## Your goal
Each line that has the string "Result" must be copied from the records below.

[Stored items from a collection]
══════

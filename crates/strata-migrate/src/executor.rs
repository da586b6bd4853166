//! Migration executor.
//!
//! This module applies and undoes revisions against a live database. Every
//! step of a plan is rendered up front through a [`SqlEngine`], so a
//! revision that the dialect cannot express fails before anything runs.
//! Each revision then executes in its own transaction together with its
//! ledger update.

use std::collections::BTreeSet;
use std::fmt;

use sqlx::any::AnyPoolOptions;
use sqlx::AnyPool;
use tracing::{debug, info, warn};

use crate::config::MigrateConfig;
use crate::dialect::MigrationDialect;
use crate::engine::SqlEngine;
use crate::error::Result;
use crate::history::RevisionLedger;
use crate::migration::Migration;
use crate::revision::{LedgerTransition, RevisionMap};

/// Direction of a step.
#[derive(Debug, Clone, Copy, PartialEq, Eq)]
pub enum Direction {
    /// Applying a revision.
    Up,
    /// Undoing a revision.
    Down,
}

impl fmt::Display for Direction {
    fn fmt(&self, f: &mut fmt::Formatter<'_>) -> fmt::Result {
        match self {
            Self::Up => write!(f, "upgrade"),
            Self::Down => write!(f, "downgrade"),
        }
    }
}

/// One rendered revision of a plan.
#[derive(Debug, Clone, PartialEq, Eq)]
pub struct MigrationReport {
    /// Revision id.
    pub revision: String,
    /// Revision message.
    pub message: String,
    /// Whether the revision is applied or undone.
    pub direction: Direction,
    /// Statements, in execution order.
    pub statements: Vec<String>,
    /// Ledger change recorded with the statements.
    pub transition: LedgerTransition,
}

/// Renders the steps from `current` heads towards `target` without touching
/// a database.
///
/// # Errors
///
/// Fails on resolution errors and on operations the dialect can't express.
pub fn plan(
    revisions: &RevisionMap,
    dialect: &dyn MigrationDialect,
    current: &BTreeSet<String>,
    target: &str,
    direction: Direction,
) -> Result<Vec<MigrationReport>> {
    let current_ids: Vec<String> = current.iter().cloned().collect();
    let path = match direction {
        Direction::Up => revisions.upgrade_path(&current_ids, target)?,
        Direction::Down => revisions.downgrade_path(&current_ids, target)?,
    };

    let mut heads = current.clone();
    let mut reports = Vec::with_capacity(path.len());
    for migration in path {
        let report = render_step(revisions, dialect, &heads, migration, direction)?;
        report.transition.apply(&mut heads);
        reports.push(report);
    }
    Ok(reports)
}

fn render_step(
    revisions: &RevisionMap,
    dialect: &dyn MigrationDialect,
    heads: &BTreeSet<String>,
    migration: &Migration,
    direction: Direction,
) -> Result<MigrationReport> {
    let mut engine = SqlEngine::new(dialect);
    let transition = match direction {
        Direction::Up => {
            migration.up(&mut engine)?;
            revisions.upgrade_transition(heads, migration)
        }
        Direction::Down => {
            migration.down(&mut engine)?;
            revisions.downgrade_transition(heads, migration)
        }
    };
    Ok(MigrationReport {
        revision: migration.revision.clone(),
        message: migration.message.clone(),
        direction,
        statements: engine.into_statements(),
        transition,
    })
}

/// Executes revisions against a database.
pub struct Migrator {
    pool: AnyPool,
    dialect: Box<dyn MigrationDialect>,
    ledger: RevisionLedger,
}

impl Migrator {
    /// Creates a migrator over an existing pool.
    #[must_use]
    pub fn new(pool: AnyPool, dialect: Box<dyn MigrationDialect>, ledger_table: &str) -> Self {
        let ledger = RevisionLedger::new(ledger_table, dialect.as_ref());
        Self {
            pool,
            dialect,
            ledger,
        }
    }

    /// Connects to the configured database.
    ///
    /// Statements are issued one at a time, so the pool holds a single
    /// connection.
    ///
    /// # Errors
    ///
    /// Fails when no URL is configured, its scheme has no dialect, or the
    /// connection cannot be opened.
    pub async fn connect(config: &MigrateConfig) -> Result<Self> {
        let dialect = config.dialect()?;
        sqlx::any::install_default_drivers();
        let pool = AnyPoolOptions::new()
            .max_connections(1)
            .connect(config.require_database_url()?)
            .await?;
        Ok(Self::new(pool, dialect, &config.ledger_table))
    }

    /// Returns the dialect.
    #[must_use]
    pub fn dialect(&self) -> &dyn MigrationDialect {
        self.dialect.as_ref()
    }

    /// Returns the ledger.
    #[must_use]
    pub const fn ledger(&self) -> &RevisionLedger {
        &self.ledger
    }

    /// Ensures the ledger table exists.
    ///
    /// # Errors
    ///
    /// Returns a database error if the table cannot be created.
    pub async fn init(&self) -> Result<()> {
        let mut conn = self.pool.acquire().await?;
        self.ledger.ensure_table(&mut conn).await?;
        info!(table = %self.ledger.table(), "Ledger table ready");
        Ok(())
    }

    /// Currently applied heads.
    ///
    /// # Errors
    ///
    /// Returns a database error if the ledger cannot be read.
    pub async fn current(&self) -> Result<BTreeSet<String>> {
        let mut conn = self.pool.acquire().await?;
        self.ledger.ensure_table(&mut conn).await?;
        self.ledger.current(&mut conn).await
    }

    /// Applies revisions up to `target`.
    ///
    /// With `dry_run` nothing is executed; the rendered steps are returned.
    ///
    /// # Errors
    ///
    /// Fails on resolution, rendering or database errors. Revisions before
    /// the failing one stay applied; the failing one is rolled back.
    pub async fn up(
        &self,
        revisions: &RevisionMap,
        target: &str,
        dry_run: bool,
    ) -> Result<Vec<MigrationReport>> {
        self.run(revisions, target, Direction::Up, dry_run).await
    }

    /// Undoes revisions down to `target`.
    ///
    /// # Errors
    ///
    /// Same as [`up`](Self::up); additionally fails with
    /// `RangeNotAncestor` when `target` isn't below the applied heads.
    pub async fn down(
        &self,
        revisions: &RevisionMap,
        target: &str,
        dry_run: bool,
    ) -> Result<Vec<MigrationReport>> {
        self.run(revisions, target, Direction::Down, dry_run).await
    }

    /// Rewrites the ledger to `target` without running any DDL.
    ///
    /// # Errors
    ///
    /// Fails if `target` doesn't resolve or the ledger can't be written.
    pub async fn stamp(&self, revisions: &RevisionMap, target: &str) -> Result<BTreeSet<String>> {
        let heads: BTreeSet<String> = revisions.resolve(target)?.into_iter().collect();
        let mut tx = self.pool.begin().await?;
        self.ledger.ensure_table(&mut tx).await?;
        self.ledger.replace(&mut tx, &heads).await?;
        tx.commit().await?;
        info!(heads = ?heads, "Stamped ledger");
        Ok(heads)
    }

    async fn run(
        &self,
        revisions: &RevisionMap,
        target: &str,
        direction: Direction,
        dry_run: bool,
    ) -> Result<Vec<MigrationReport>> {
        let current = self.current().await?;
        let reports = plan(revisions, self.dialect(), &current, target, direction)?;

        if reports.is_empty() {
            info!(target = %target, "Nothing to do");
            return Ok(reports);
        }

        for report in &reports {
            if dry_run {
                for sql in &report.statements {
                    info!(revision = %report.revision, sql = %sql, "Dry run");
                }
                continue;
            }
            if let Err(e) = self.execute(report).await {
                warn!(
                    revision = %report.revision,
                    direction = %report.direction,
                    error = %e,
                    "Migration failed, rolled back"
                );
                return Err(e);
            }
        }
        Ok(reports)
    }

    async fn execute(&self, report: &MigrationReport) -> Result<()> {
        info!(
            revision = %report.revision,
            message = %report.message,
            direction = %report.direction,
            "Running migration"
        );

        let mut tx = self.pool.begin().await?;
        for sql in &report.statements {
            debug!(revision = %report.revision, sql = %sql, "Executing SQL");
            sqlx::query(sql).execute(&mut *tx).await?;
        }
        self.ledger.apply(&mut tx, &report.transition).await?;
        tx.commit().await?;

        info!(
            revision = %report.revision,
            statements = report.statements.len(),
            "Migration finished"
        );
        Ok(())
    }
}

#[cfg(test)]
mod tests {
    use super::*;
    use crate::dialect::{PostgresDialect, SqliteDialect};
    use crate::error::MigrateError;
    use crate::operations::{ColumnChanges, Operation, UpgradeOps};
    use crate::schema::Column;

    fn revision(id: &str, revises: &[&str], ops: Vec<Operation>) -> Migration {
        let upgrade = UpgradeOps::new(ops);
        let downgrade = upgrade.reverse().unwrap();
        Migration::new(
            id,
            revises.iter().map(ToString::to_string).collect(),
            format!("revision {}", id),
            upgrade,
            downgrade,
        )
    }

    fn history() -> RevisionMap {
        RevisionMap::new(vec![
            revision(
                "a1",
                &[],
                vec![Operation::create_table(
                    "things",
                    vec![Column::new("id", "id")],
                )],
            ),
            revision(
                "b2",
                &["a1"],
                vec![Operation::add_column("things", Column::new("age", "integer"))],
            ),
        ])
        .unwrap()
    }

    async fn migrator() -> Migrator {
        sqlx::any::install_default_drivers();
        let pool = AnyPoolOptions::new()
            .max_connections(1)
            .connect("sqlite::memory:")
            .await
            .unwrap();
        Migrator::new(pool, Box::new(SqliteDialect::new()), "strata_schema")
    }

    async fn table_names(migrator: &Migrator) -> Vec<String> {
        let rows: Vec<(String,)> = sqlx::query_as(
            "SELECT name FROM sqlite_master WHERE type = 'table' AND name NOT LIKE 'sqlite_%' ORDER BY name",
        )
        .fetch_all(&migrator.pool)
        .await
        .unwrap();
        rows.into_iter().map(|(name,)| name).collect()
    }

    #[test]
    fn test_plan_offline() {
        let map = history();
        let reports = plan(
            &map,
            &PostgresDialect::new(),
            &BTreeSet::new(),
            "heads",
            Direction::Up,
        )
        .unwrap();
        assert_eq!(reports.len(), 2);
        assert_eq!(
            reports[0].statements,
            vec!["CREATE TABLE \"things\" (\n  \"id\" SERIAL PRIMARY KEY\n)"]
        );
        assert_eq!(reports[1].transition.delete, vec!["a1".to_string()]);
        assert_eq!(reports[1].transition.insert, vec!["b2".to_string()]);
    }

    #[test]
    fn test_plan_fails_before_running() {
        let map = RevisionMap::new(vec![revision(
            "a1",
            &[],
            vec![Operation::alter_column(
                "things",
                "age",
                ColumnChanges::new().set_notnull(true),
                ColumnChanges::new().set_notnull(false),
            )],
        )])
        .unwrap();
        let err = plan(
            &map,
            &SqliteDialect::new(),
            &BTreeSet::new(),
            "heads",
            Direction::Up,
        )
        .unwrap_err();
        assert!(matches!(err, MigrateError::Unsupported(_)));
    }

    #[tokio::test]
    async fn test_up_and_down() {
        let migrator = migrator().await;
        let map = history();

        let reports = migrator.up(&map, "heads", false).await.unwrap();
        assert_eq!(reports.len(), 2);
        assert_eq!(
            migrator.current().await.unwrap(),
            BTreeSet::from(["b2".to_string()])
        );
        assert_eq!(table_names(&migrator).await, vec!["strata_schema", "things"]);

        assert!(migrator.up(&map, "heads", false).await.unwrap().is_empty());

        let reports = migrator.down(&map, "base", false).await.unwrap();
        assert_eq!(reports.len(), 2);
        assert_eq!(reports[0].revision, "b2");
        assert!(migrator.current().await.unwrap().is_empty());
        assert_eq!(table_names(&migrator).await, vec!["strata_schema"]);
    }

    #[tokio::test]
    async fn test_dry_run_changes_nothing() {
        let migrator = migrator().await;
        let map = history();

        let reports = migrator.up(&map, "a1", true).await.unwrap();
        assert_eq!(reports.len(), 1);
        assert!(!reports[0].statements.is_empty());
        assert!(migrator.current().await.unwrap().is_empty());
        assert_eq!(table_names(&migrator).await, vec!["strata_schema"]);
    }

    #[tokio::test]
    async fn test_failed_migration_keeps_ledger() {
        let migrator = migrator().await;
        let map = RevisionMap::new(vec![
            revision(
                "a1",
                &[],
                vec![Operation::create_table(
                    "things",
                    vec![Column::new("id", "id")],
                )],
            ),
            revision(
                "b2",
                &["a1"],
                vec![Operation::create_table(
                    "things",
                    vec![Column::new("id", "id")],
                )],
            ),
        ])
        .unwrap();

        let err = migrator.up(&map, "heads", false).await.unwrap_err();
        assert!(matches!(err, MigrateError::Database(_)));
        assert_eq!(
            migrator.current().await.unwrap(),
            BTreeSet::from(["a1".to_string()])
        );
    }

    #[tokio::test]
    async fn test_stamp() {
        let migrator = migrator().await;
        let map = history();
        migrator.stamp(&map, "b2").await.unwrap();
        assert_eq!(
            migrator.current().await.unwrap(),
            BTreeSet::from(["b2".to_string()])
        );
        assert_eq!(table_names(&migrator).await, vec!["strata_schema"]);
        migrator.stamp(&map, "base").await.unwrap();
        assert!(migrator.current().await.unwrap().is_empty());
    }
}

══════

## Answer to the problem
use crate::error::Result;
    fn fmt(&self, f: &mut fmt::Formatter<'_>) -> fmt::Result {
) -> Result<Vec<MigrationReport>> {
) -> Result<MigrationReport> {
    pub async fn connect(config: &MigrateConfig) -> Result<Self> {
    pub async fn init(&self) -> Result<()> {
    pub async fn current(&self) -> Result<BTreeSet<String>> {
    ) -> Result<Vec<MigrationReport>> {
    ) -> Result<Vec<MigrationReport>> {
    pub async fn stamp(&self, revisions: &RevisionMap, target: &str) -> Result<BTreeSet<String>> {
    ) -> Result<Vec<MigrationReport>> {
    async fn execute(&self, report: &MigrationReport) -> Result<()> {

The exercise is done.